Welcome to Cerealia's May intro log! For your convenience, we have compiled the characters' arrival experience here, and should you have any questions, feel free to ask them here! You can also check the FAQ for more general inquiries. Should this event log hit Captcha, there is an all-purpose overflow here. Thank you!

lethechained: (Sketchy looking up)

[personal profile] lethechained 2016-05-15 09:38 pm (UTC)(link)
[ Fortunately for both of them, she has sufficient levels of Common Decency not to focus her eyes anywhere lower than his shoulders, as she has learned to very pointedly not do at any point in the presence of anyone on this particular ViViD level. Or... look anywhere but his face, really.
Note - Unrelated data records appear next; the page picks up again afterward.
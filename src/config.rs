use serde::{Deserialize, Serialize};
use std::time::Duration;
use tracing::{info, warn};

use crate::storage_utils::AsyncStorageManager;

// CONFIGURATION STRUCTS
// Loaded from `<storage>/<name>.json`; every field falls back to its default.

#[derive(Serialize, Deserialize, Debug, Clone, PartialEq)]
#[serde(default)]
pub struct Endpoints {
    pub coins: String,      // e.g., "/coins"
    pub fear_greed: String, // e.g., "/fear_greed"
    pub prices: String,     // coin id is appended: "/prices/{id}"
    pub chart_data: String, // "/chart_data/{id}"
    pub csv: String,        // "/get_csv/{id}"
}

impl Default for Endpoints {
    fn default() -> Self {
        Self {
            coins: "/coins".to_string(),
            fear_greed: "/fear_greed".to_string(),
            prices: "/prices".to_string(),
            chart_data: "/chart_data".to_string(),
            csv: "/get_csv".to_string(),
        }
    }
}

#[derive(Serialize, Deserialize, Debug, Clone, PartialEq)]
#[serde(default)]
pub struct AppConfig {
    pub base_url: String,
    pub endpoints: Endpoints,
    pub timeout_secs: u64,
    /// Where `data.csv` lands. Relative paths resolve against the binary directory.
    pub download_dir: String,
}

impl Default for AppConfig {
    fn default() -> Self {
        Self {
            base_url: "http://localhost:8000".to_string(),
            endpoints: Endpoints::default(),
            timeout_secs: 30,
            download_dir: "downloads".to_string(),
        }
    }
}

impl AppConfig {
    pub fn timeout(&self) -> Duration {
        Duration::from_secs(self.timeout_secs)
    }

    /// Loads `<name>.json` from the storage directory, or defaults if the file is absent.
    pub async fn load_or_default(
        storage: &AsyncStorageManager,
        name: &str,
    ) -> anyhow::Result<Self> {
        if !storage.contains(name).await {
            info!(config = name, "no config file, using defaults");
            return Ok(Self::default());
        }
        match storage.load(name).await {
            Ok(config) => Ok(config),
            Err(e) => {
                warn!(config = name, error = %e, "config file is invalid");
                Err(e)
            }
        }
    }
}

#[cfg(test)]
mod tests {
    use super::*;

    #[test]
    fn partial_config_keeps_defaults() {
        let config: AppConfig = serde_json::from_str(
            r#"{"base_url": "http://backend:9000", "endpoints": {"csv": "/csv"}}"#,
        )
        .unwrap();

        assert_eq!(config.base_url, "http://backend:9000");
        assert_eq!(config.endpoints.csv, "/csv");
        assert_eq!(config.endpoints.coins, "/coins");
        assert_eq!(config.timeout(), Duration::from_secs(30));
    }

    #[tokio::test]
    async fn missing_file_yields_defaults() {
        let dir = std::env::temp_dir().join(format!("fng-config-{}", std::process::id()));
        let storage = AsyncStorageManager::new(&dir).await.unwrap();

        let config = AppConfig::load_or_default(&storage, "absent").await.unwrap();
        assert_eq!(config, AppConfig::default());

        let _ = tokio::fs::remove_dir_all(dir).await;
    }

    #[tokio::test]
    async fn saved_config_round_trips_through_storage() {
        let dir = std::env::temp_dir().join(format!("fng-config-saved-{}", std::process::id()));
        let storage = AsyncStorageManager::new(&dir).await.unwrap();
        let config = AppConfig {
            timeout_secs: 5,
            ..AppConfig::default()
        };
        storage.save("config", &config).await.unwrap();

        let loaded = AppConfig::load_or_default(&storage, "config").await.unwrap();
        assert_eq!(loaded.timeout_secs, 5);

        let _ = tokio::fs::remove_dir_all(dir).await;
    }
}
Or even at him at all, once she's ascertained that he both isn't anyone she knows and doesn't seem likely to actively attempt to cause any more trouble for her than being abruptly trapped in a giant semi-transparent ball already has. ]

[ Anyway, she's just going to. Turn to face the direction opposite of the one that he looked away toward and see if there's an exit hidden anywhere in that particular wall, since reaching the top might be a bit much to ask of her. One arm stays wrapped around her towel to keep it in place, but the other stretches to see if that little seam in the material of the orb is any indication of an opening. ]

[ She learns two things. One: no. No it is not. Two: the balance of this prison is more precarious than expected. The whole thing shifts most concerningly as she accidentally adjusts her weight too far and then is surprised into attempting to adjust it back again. Welp, she's never moving again ever in her life. ]


-- Sorry. I-- don't see one.

[ Not that direction, anyway. Does she dare look the other way? (Haha, no.) ]
switchback: (pic#9383085)

[personal profile] switchback 2016-05-16 03:50 am (UTC)(link)
[ bless you, Namine. Dave appreciates it, even if he doesn't show any sign. he wobbles when she shifts the bubble and it's probably only thanks to having his hands pressed to the top that he doesn't fall over and make everything terrible, but it does make him rethink moving too much ever again forever, also. after a few more moments of (carefully) feeling around both above and behind him, he lets his arms drop to his sides and concedes temporary defeat. ]

Okay... so it's a hamster ball on water. We could maybe, like—push it toward the shore? Will that work if we're on water? I have this mental image in my head of it just going exactly the way we want it to without any problems whatsoever so rather than consider the alternative where I'm wrong and that's stupid, it's always worth a shot. If you're down.
lethechained: (Oh :O ?)

[personal profile] lethechained 2016-05-16 04:55 am (UTC)(link)
[ She tries. She's certainly not wild about the idea of anyone ogling her towel, herself, and that's considerably better than what they would have been ogling before, so of course she's sympathetic to his plight. This is true to an extent such that, even when he starts talking, she doesn't actually look over until about halfway through, and then only because she has to turn the other direction to see the shore. ]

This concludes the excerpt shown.